Ten days later I received a return phone call from the urology resident regarding Rick’s pathology report.
“You were right on the money, he’s got germ cell cancer, stage 1b, it was fully contained in the testes which we removed, all his nodes were negative. So he is now cancer free.”
“Oh, that’s great news. Thanks for calling.”
Cancer, that dreaded word. But for a man having testicular cancer is unthinkable. Their manhood is tied up in with their sexual function and size of their given male anatomy. Yet, testicular cancer has one of the highest cure rates there is. As with all cancers it is split into 4 stages according to how far it has spread.

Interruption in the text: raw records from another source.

//! End-to-end calculation runs against the 2024-25 fixture.

mod common;

use std::time::{Duration, Instant};

use bigdecimal::BigDecimal;
use common::{dollars, engine, request, value_of};
use factforge::{
    CalcError, ConflictError, ExecutionError, FactQuery, Quantity, RunOutcome, ScenarioId, Unit, ValidationError,
};

#[test]
fn middle_income_matches_published_rates() {
    let engine = engine();
    let outcome = engine.run(&request("100000")).unwrap();

    assert!(!outcome.replayed);
    assert_eq!(*value_of(&outcome.facts, "pit.taxable_income"), dollars("100000"));
    assert_eq!(*value_of(&outcome.facts, "pit.income_tax"), dollars("20788"));
    assert_eq!(*value_of(&outcome.facts, "pit.medicare_levy"), dollars("2000"));
    assert_eq!(*value_of(&outcome.facts, "pit.lito"), dollars("0"));
    assert_eq!(*value_of(&outcome.facts, "pit.net_tax"), dollars("22788"));
    assert_eq!(*value_of(&outcome.facts, "super.contributions_tax"), dollars("1500"));
    assert_eq!(*value_of(&outcome.facts, "super.excess_concessional"), dollars("0"));
    assert_eq!(*value_of(&outcome.facts, "super.div293_tax"), dollars("0"));
}

#[test]
fn low_income_offset_reduces_tax() {
    let engine = engine();

    let forty = engine.run(&request("40000")).unwrap();
    assert_eq!(*value_of(&forty.facts, "pit.income_tax"), dollars("3488"));
    assert_eq!(*value_of(&forty.facts, "pit.lito"), dollars("575"));
    assert_eq!(*value_of(&forty.facts, "pit.medicare_levy"), dollars("800"));
    assert_eq!(*value_of(&forty.facts, "pit.net_tax"), dollars("3713"));

    // Offset is non-refundable and the levy threshold is not reached.
    let twenty = engine.run(&request("20000")).unwrap();
    assert_eq!(*value_of(&twenty.facts, "pit.income_tax"), dollars("288"));
    assert_eq!(*value_of(&twenty.facts, "pit.lito"), dollars("700"));
    assert_eq!(*value_of(&twenty.facts, "pit.medicare_levy"), dollars("0"));
    assert_eq!(*value_of(&twenty.facts, "pit.net_tax"), dollars("0"));
}

#[test]
fn high_income_pays_division_293() {
    let engine = engine();
    let mut req = request("245000");
    req.client_data.insert("concessional", dollars("35000"));
    let outcome = engine.run(&req).unwrap();

    // 245000 + 35000 exceeds 250000 by 30000, which is below the contributions.
    assert_eq!(*value_of(&outcome.facts, "super.div293_tax"), dollars("4500"));
    assert_eq!(*value_of(&outcome.facts, "super.excess_concessional"), dollars("5000"));
    assert_eq!(*value_of(&outcome.facts, "super.contributions_tax"), dollars("4500"));
}

#[test]
fn projection_compounds_and_rounds_to_cents() {
    let engine = engine();
    let outcome = engine
        .run(&request("100000").with_targets(["proj.super_balance_10y"]))
        .unwrap();

    assert_eq!(outcome.facts.len(), 1);
    let fact = &outcome.facts[0];
    assert_eq!(fact.value, dollars("196715.14"));
    assert_eq!(fact.rounding_steps.len(), 1);
    assert_eq!(fact.rounding_steps[0].after, "196715.14");
    assert_ne!(fact.rounding_steps[0].before, fact.rounding_steps[0].after);
}

#[test]
fn statute_outranks_guidance_for_the_same_topic() {
    let engine = engine();
    let outcome = engine
        .run(&request("100000").with_targets(["pit.medicare_levy"]))
        .unwrap();

    let levy = outcome
        .facts
        .iter()
        .find(|f| f.topic.as_str() == "pit.medicare_levy")
        .unwrap();
    assert_eq!(levy.value, dollars("2000"));
    assert_eq!(levy.rules.len(), 1);
    assert_eq!(levy.rules[0].rule_id, "pit.medicare_levy");
}

#[test]
fn targets_pull_in_only_their_dependencies() {
    let engine = engine();
    let outcome = engine.run(&request("100000").with_targets(["pit.net_tax"])).unwrap();

    let topics: Vec<&str> = outcome.facts.iter().map(|f| f.topic.as_str()).collect();
    assert_eq!(topics.len(), 5);
    assert!(!topics.contains(&"super.contributions_tax"));
    // Dependency order: net tax is computed last.
    assert_eq!(*topics.last().unwrap(), "pit.net_tax");
    let taxable = topics.iter().position(|t| *t == "pit.taxable_income").unwrap();
    let income_tax = topics.iter().position(|t| *t == "pit.income_tax").unwrap();
    assert!(taxable < income_tax);
}

#[test]
fn trace_names_every_executed_rule() {
    let engine = engine();
    let outcome = engine.run(&request("100000")).unwrap();

    assert_eq!(outcome.trace.len(), outcome.facts.len());
    for (entry, fact) in outcome.trace.iter().zip(&outcome.facts) {
        assert_eq!(entry.topic, fact.topic);
        assert_eq!(entry.rule, fact.rules[0]);
        assert!(!entry.detail.is_empty());
    }
}

#[test]
fn evaluation_is_deterministic_over_many_runs() {
    let engine = engine();
    let req = request("123456.78");
    let first = engine.prepare(&req).unwrap();
    let first_edges: Vec<_> = first.edges().iter().map(|e| e.id).collect();
    assert!(!first_edges.is_empty());

    for _ in 0..1_000 {
        let again = engine.prepare(&req).unwrap();
        assert_eq!(again.facts().len(), first.facts().len());
        for (a, b) in again.facts().iter().zip(first.facts()) {
            assert!(a.same_content(b), "{} drifted", a.topic);
        }
        let edges: Vec<_> = again.edges().iter().map(|e| e.id).collect();
        assert_eq!(edges, first_edges);
    }
}

#[test]
fn prepare_writes_nothing() {
    let engine = engine();
    let prepared = engine.prepare(&request("100000")).unwrap();
    let id = prepared.facts()[0].id;

    let Err(CalcError::Validation(ValidationError::NotFound { resource, .. })) = engine.fact(id) else {
        panic!("prepared fact should not be stored");
    };
    assert_eq!(resource, "fact");

    engine.commit(prepared).unwrap();
    assert_eq!(engine.fact(id).unwrap().id, id);
}

#[test]
fn repeated_idempotency_key_returns_the_first_result() {
    let engine = engine();
    let req = request("100000").with_idempotency_key("client-42/fy25");
    let first = engine.run(&req).unwrap();
    let second = engine.run(&req).unwrap();

    assert!(second.replayed);
    assert!(second.trace.is_empty());
    assert_eq!(second.idempotency_key, first.idempotency_key);
    let first_ids: Vec<_> = first.facts.iter().map(|f| f.id).collect();
    let second_ids: Vec<_> = second.facts.iter().map(|f| f.id).collect();
    assert_eq!(first_ids, second_ids);
    assert_eq!(first.facts[0].created_at, second.facts[0].created_at);
}

#[test]
fn concurrent_runs_with_one_key_store_one_set_of_facts() {
    let engine = engine();
    let req = request("100000").with_idempotency_key("client-9/fy25");

    let outcomes: Vec<RunOutcome> = std::thread::scope(|scope| {
        let handles: Vec<_> = (0..8).map(|_| scope.spawn(|| engine.run(&req).unwrap())).collect();
        handles.into_iter().map(|h| h.join().unwrap()).collect()
    });

    let ids = |o: &RunOutcome| o.facts.iter().map(|f| f.id).collect::<Vec<_>>();
    let first_ids = ids(&outcomes[0]);
    assert!(outcomes.iter().all(|o| ids(o) == first_ids));
    assert_eq!(outcomes.iter().filter(|o| !o.replayed).count(), 1);

    let page = engine.facts(&FactQuery::default()).unwrap();
    assert_eq!(page.total, first_ids.len());
}

#[test]
fn reused_key_for_another_request_is_rejected() {
    let engine = engine();
    engine
        .run(&request("100000").with_idempotency_key("client-42/fy25"))
        .unwrap();

    let err = engine
        .run(&request("90000").with_idempotency_key("client-42/fy25"))
        .unwrap_err();
    assert!(matches!(err, CalcError::Conflict(ConflictError::IdempotencyMismatch { .. })));
    assert_eq!(err.kind(), "idempotency_mismatch");
}

#[test]
fn missing_client_field_fails_before_any_write() {
    let engine = engine();
    let mut req = request("100000");
    req.client_data = factforge::ClientData::new().with("salary", dollars("100000"));

    let err = engine.run(&req).unwrap_err();
    assert!(matches!(err, CalcError::Validation(ValidationError::MissingInput { .. })));
    assert_eq!(engine.facts(&FactQuery::default()).unwrap().total, 0);
}

#[test]
fn unknown_target_is_a_missing_rule() {
    let engine = engine();
    let err = engine
        .run(&request("100000").with_targets(["pit.payroll_tax"]))
        .unwrap_err();
    let CalcError::Execution(ExecutionError::MissingRule { topic, .. }) = &err else {
        panic!("expected MissingRule, got {err:?}");
    };
    assert_eq!(topic, "pit.payroll_tax");
}

#[test]
fn as_of_before_any_rule_window_has_no_rule() {
    let engine = engine();
    let mut req = request("100000").with_targets(["pit.net_tax"]);
    req.as_of = common::date(2024, 6, 30);
    let err = engine.run(&req).unwrap_err();
    assert!(matches!(err, CalcError::Execution(ExecutionError::MissingRule { .. })));
}

#[test]
fn facts_are_queryable_by_topic_pattern() {
    let engine = engine();
    engine.run(&request("100000")).unwrap();
    engine.run(&request("40000")).unwrap();

    let page = engine
        .facts(&FactQuery::scenario(ScenarioId::base()).topic_pattern(r"super\..*"))
        .unwrap();
    assert_eq!(page.total, 6);
    assert!(page.facts.iter().all(|f| f.topic.as_str().starts_with("super.")));

    let bad = engine.facts(&FactQuery::default().topic_pattern("(")).unwrap_err();
    assert!(matches!(bad, CalcError::Validation(ValidationError::InvalidQuery { .. })));
}

#[test]
fn capital_gains_are_discounted_after_losses() {
    let engine = engine();
    let mut req = request("100000").with_targets(["cgt.net_capital_gain"]);
    req.client_data.insert("capital_gains", dollars("10000"));
    req.client_data.insert("capital_losses", dollars("2000"));
    let outcome = engine.run(&req).unwrap();
    assert_eq!(*value_of(&outcome.facts, "cgt.net_capital_gain"), dollars("4000"));

    // Losses exceeding gains carry no negative gain.
    let mut loss = request("100000").with_targets(["cgt.net_capital_gain"]);
    loss.client_data.insert("capital_losses", dollars("500"));
    let outcome = engine.run(&loss).unwrap();
    assert_eq!(*value_of(&outcome.facts, "cgt.net_capital_gain"), dollars("0"));
}

#[test]
fn huge_exponent_input_is_refused_up_front() {
    let engine = engine();
    let mut req = request("100000");
    let huge: BigDecimal = "1e1000000".parse().unwrap();
    req.client_data.insert("salary", Quantity::new(huge, Unit::Dollars));

    let started = Instant::now();
    let err = engine.run(&req).unwrap_err();
    assert!(started.elapsed() < Duration::from_secs(1));
    assert_eq!(err.kind(), "precision_exceeded");
    assert!(err.is_validation());
    assert_eq!(engine.facts(&FactQuery::default()).unwrap().total, 0);

    let json = r#"{"client_data": {"salary": {"amount": "1e20000000", "unit": "dollars"}},
                   "ruleset_id": "ruleset-20240701", "as_of": "2025-01-15", "scenario_id": "base"}"#;
    let parsed = serde_json::from_str::<factforge::CalculationRequest>(json);
    assert!(parsed.unwrap_err().to_string().contains("integer digits"));
}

Stage one is where it is contained within the organ of origin.
Stage two is where it has spread to the local surrounding lymph nodes.
Stage three is where the cancer has spread to regional lymph nodes
Stage four is where the cancer has spread to other surrounding structures and generally has invaded major organs.
We as medical providers need to do better in regards to educating our patients about what to look for and when to seek medical care. Preventive care needs to be at the forefront of our medical care.